"Artists of the past often suffered poor physical and mental health due to the materials they worked with: lead, powdered pigment, turpentine, carcinogens, etc. We know Vincent van Gogh put paint in his mouth. Clinical pathologist Dr. Paul Wolf of the University of California cites that illnesses, rather than being obstacles, can be the paths to genius. He mentioned the likes of Einstein, Warhol, Newton, Cezanne, Goya, Michelangelo, Turner and Berlioz. According to Wolf, these folks suffered varying degrees of depression, autism, myopia, anxiety, chronic pain, gout, stroke and dementia.
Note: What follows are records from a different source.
//! repository::updater
//!
//! The per-transaction update driver.
//!
//! # Architecture
//!
//! An [`EntityUpdater`] is bound to one `(original, updated, operation)`
//! triple and lives for one transaction. It walks the descriptor's field
//! policy table, wiring each field through the matching diff primitive of
//! the change recorder, and accumulates edge operations for
//! reference-valued fields. Nothing is persisted until every diff has
//! run; a failure mid-diff leaves the store untouched.
//!
//! # Invariants
//!
//! - A no-op update writes nothing: no document, no version bump, no
//!   edge churn
//! - Replacing a reference rewrites the edge toward the incoming value;
//!   the old edge is removed by pattern first
//! - The document write carries the original version as its optimistic
//!   check, so a concurrent writer surfaces as a conflict, not a lost
//!   update

use serde_json::Value;
use tracing::{debug, info};

use crate::core::change::{entity_reference_match, field_match, ChangeDescription, ChangeRecorder};
use crate::core::descriptor::FieldShape;
use crate::core::entity::{Entity, TagLabel};
use crate::core::types::UtcTimestamp;
use crate::graph::{Edge, EdgePattern, Relationship};
use crate::store::{EntityStore, StoreError, VersionRecord};

use super::{parse_reference, EntityRepository, RepositoryError};

/// The write operation driving an update.
#[derive(Debug, Clone, Copy, PartialEq, Eq)]
pub enum Operation {
    /// Full replacement of the caller-settable state.
    Put,
    /// Partial modification; identity, naming, and containment are pinned
    /// to the original.
    Patch,
}

/// A deferred edge mutation, applied only after the document write.
enum EdgeOp {
    Add(Edge),
    DeleteMatching(EdgePattern),
}

/// Drives one update transaction: diff, edge patch, version bump, history.
pub struct EntityUpdater<'a, S: EntityStore> {
    repository: &'a EntityRepository<S>,
    original: Entity,
    updated: Entity,
    operation: Operation,
    recorder: ChangeRecorder,
    edge_ops: Vec<EdgeOp>,
    tags_changed: bool,
}

impl<'a, S: EntityStore> EntityUpdater<'a, S> {
    /// Bind an updater to one transaction.
    ///
    /// `original` must be the stored entity with all optional fields
    /// populated; `updated` must already be prepared.
    pub fn new(
        repository: &'a EntityRepository<S>,
        original: Entity,
        mut updated: Entity,
        operation: Operation,
    ) -> Self {
        // Updates never toggle the lifecycle flag; delete/restore do.
        updated.deleted = original.deleted;
        let recorder = ChangeRecorder::new(original.version);
        Self {
            repository,
            original,
            updated,
            operation,
            recorder,
            edge_ops: Vec::new(),
            tags_changed: false,
        }
    }

    /// Run the transaction.
    ///
    /// Returns the stored entity and the change description. When no field
    /// changed, the original is returned untouched with an empty
    /// description.
    pub fn apply(mut self) -> Result<(Entity, ChangeDescription), RepositoryError> {
        debug!(
            kind = %self.updated.kind,
            id = %self.updated.id,
            operation = ?self.operation,
            "update transaction started"
        );

        self.update_service()?;
        self.update_owner()?;
        self.update_tags()?;
        self.update_fields()?;

        if !self.recorder.has_changes() {
            debug!(id = %self.original.id, "no change recorded; skipping write");
            return Ok((self.original, self.recorder.into_description()));
        }
        self.persist()
    }

    fn update_service(&mut self) -> Result<(), RepositoryError> {
        let old = match &self.original.service {
            Some(service) => Some(to_value(service)?),
            None => None,
        };
        let new = match &self.updated.service {
            Some(service) => Some(to_value(service)?),
            None => None,
        };
        let changed = self.recorder.record_change_with(
            "service",
            old.as_ref(),
            new.as_ref(),
            false,
            entity_reference_match,
        );
        // Moving the entity to another service repoints containment; the
        // edge and the recomputed FQN must move together.
        if changed {
            self.edge_ops.push(EdgeOp::DeleteMatching(
                EdgePattern::to_entity(self.updated.id).relationship(Relationship::Contains),
            ));
            if let Some(service) = &self.updated.service {
                self.edge_ops.push(EdgeOp::Add(Edge::new(
                    service.id,
                    service.kind.clone(),
                    self.updated.id,
                    self.updated.kind.clone(),
                    Relationship::Contains,
                )));
            }
        }
        Ok(())
    }

    fn update_owner(&mut self) -> Result<(), RepositoryError> {
        let old = match &self.original.owner {
            Some(owner) => Some(to_value(owner)?),
            None => None,
        };
        let new = match &self.updated.owner {
            Some(owner) => Some(to_value(owner)?),
            None => None,
        };
        let changed = self.recorder.record_change_with(
            "owner",
            old.as_ref(),
            new.as_ref(),
            false,
            entity_reference_match,
        );
        if changed {
            self.edge_ops.push(EdgeOp::DeleteMatching(
                EdgePattern::to_entity(self.updated.id).relationship(Relationship::Owns),
            ));
            if let Some(owner) = &self.updated.owner {
                self.edge_ops.push(EdgeOp::Add(Edge::new(
                    owner.id,
                    owner.kind.clone(),
                    self.updated.id,
                    self.updated.kind.clone(),
                    Relationship::Owns,
                )));
            }
        }
        Ok(())
    }

    fn update_tags(&mut self) -> Result<(), RepositoryError> {
        // `None` means the caller did not touch tags.
        let Some(new_tags) = &self.updated.tags else {
            return Ok(());
        };
        let old_tags = self.original.tags.clone().unwrap_or_default();

        let old = old_tags.iter().map(to_value).collect::<Result<Vec<_>, _>>()?;
        let new = new_tags.iter().map(to_value).collect::<Result<Vec<_>, _>>()?;
        let (added, deleted) =
            self.recorder
                .record_list_change("tags", &old, &new, field_match("tagFqn"));
        if !added.is_empty() || !deleted.is_empty() {
            self.tags_changed = true;
        }
        Ok(())
    }

    fn update_fields(&mut self) -> Result<(), RepositoryError> {
        let repository = self.repository;
        for policy in &repository.descriptor.fields {
            match &policy.shape {
                FieldShape::Scalar => {
                    self.recorder.record_change(
                        policy.name,
                        self.original.fields.get(policy.name),
                        self.updated.fields.get(policy.name),
                        policy.impact.is_major(),
                    );
                }
                FieldShape::Reference {
                    target,
                    relationship,
                } => {
                    let old = present(self.original.fields.get(policy.name));
                    let new = present(self.updated.fields.get(policy.name));
                    let changed = self.recorder.record_change_with(
                        policy.name,
                        old,
                        new,
                        policy.impact.is_major(),
                        entity_reference_match,
                    );
                    if changed {
                        self.edge_ops.push(EdgeOp::DeleteMatching(
                            EdgePattern::from_entity(self.updated.id)
                                .relationship(*relationship)
                                .to_kind(target.clone()),
                        ));
                        // The new edge must target the incoming value, not
                        // whatever a previous read left in the field map.
                        if let Some(new_value) = new {
                            let reference = parse_reference(policy.name, new_value)?;
                            self.edge_ops.push(EdgeOp::Add(Edge::new(
                                self.updated.id,
                                self.updated.kind.clone(),
                                reference.id,
                                target.clone(),
                                *relationship,
                            )));
                        }
                    }
                }
                FieldShape::OwnedList { natural_key } => {
                    let old = list_values(self.original.fields.get(policy.name));
                    let new = list_values(self.updated.fields.get(policy.name));
                    let (added, deleted) = self.recorder.record_list_change(
                        policy.name,
                        &old,
                        &new,
                        field_match(natural_key),
                    );
                    // List diffs are minor by default; a major-classified
                    // list escalates only when it actually changed.
                    if policy.impact.is_major() && (!added.is_empty() || !deleted.is_empty()) {
                        self.recorder.escalate_to_major();
                    }
                }
            }
        }
        Ok(())
    }

    fn persist(mut self) -> Result<(Entity, ChangeDescription), RepositoryError> {
        let expected = self.original.version;
        self.updated.version = self.recorder.next_version();
        self.updated.updated_at = UtcTimestamp::now();

        let document = self
            .repository
            .store_document(&self.updated, Some(expected))?;

        for op in &self.edge_ops {
            match op {
                EdgeOp::DeleteMatching(pattern) => {
                    let removed = self.repository.store.delete_edges(pattern)?;
                    debug!(id = %self.updated.id, removed, "stale edges removed");
                }
                EdgeOp::Add(edge) => {
                    self.repository.store.add_edge(edge.clone())?;
                }
            }
        }
        // Tags are keyed by FQN, so an FQN move must carry even an
        // untouched label set to the new key.
        let fqn_moved = self.original.fully_qualified_name != self.updated.fully_qualified_name;
        if self.tags_changed || fqn_moved {
            let fqn = EntityRepository::<S>::required_fqn(&self.updated)?;
            let labels: Vec<TagLabel> = if self.tags_changed {
                self.updated.tags.clone().unwrap_or_default()
            } else {
                match &self.original.fully_qualified_name {
                    Some(old_fqn) => self.repository.store.get_tags(old_fqn)?,
                    None => Vec::new(),
                }
            };
            if fqn_moved {
                if let Some(old_fqn) = &self.original.fully_qualified_name {
                    self.repository.store.delete_tags(old_fqn)?;
                }
            }
            self.repository.store.apply_tags(&fqn, &labels)?;
        }

        let change = self.recorder.into_description();
        self.repository.store.put_version(
            self.updated.id,
            VersionRecord {
                version: self.updated.version,
                document,
                change: change.clone(),
                recorded_by: self.updated.updated_by.clone(),
            },
        )?;

        info!(
            kind = %self.updated.kind,
            id = %self.updated.id,
            from = %expected,
            to = %self.updated.version,
            "entity updated"
        );
        Ok((self.updated, change))
    }
}

fn to_value<T: serde::Serialize>(value: &T) -> Result<Value, RepositoryError> {
    serde_json::to_value(value).map_err(|e| RepositoryError::Store(StoreError::Serialize(e.to_string())))
}

fn present(value: Option<&Value>) -> Option<&Value> {
    value.filter(|v| !v.is_null())
}

fn list_values(value: Option<&Value>) -> Vec<Value> {
    value
        .and_then(Value::as_array)
        .cloned()
        .unwrap_or_default()
}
|Portrait of Michaelangelo by Raphael|
Historically speaking, we artists have been through a hundred years where "artist" has been aligned with "nut case." It hasn't always been so. I, for one, am working to have this current connection declared null and void. Actually, clear-sighted individuals with no known diseases may be the ones who are doing most of the good work.
Today, in our "safe" world of food and drug administrations, we may not be taking as many precautions as we might. Artists like Michelangelo and da Vinci certainly knew they were working with nasty chemicals because they prepared their own. They were very much aware of lead poisoning. Indeed, the fall of the Roman Empire had a lot to do with drinking water supplied through lead pipes. But it does stand to reason that a lot of painters died early because they didn't protect themselves from the ingestion of toxic lead-based paint--particularly through their skins."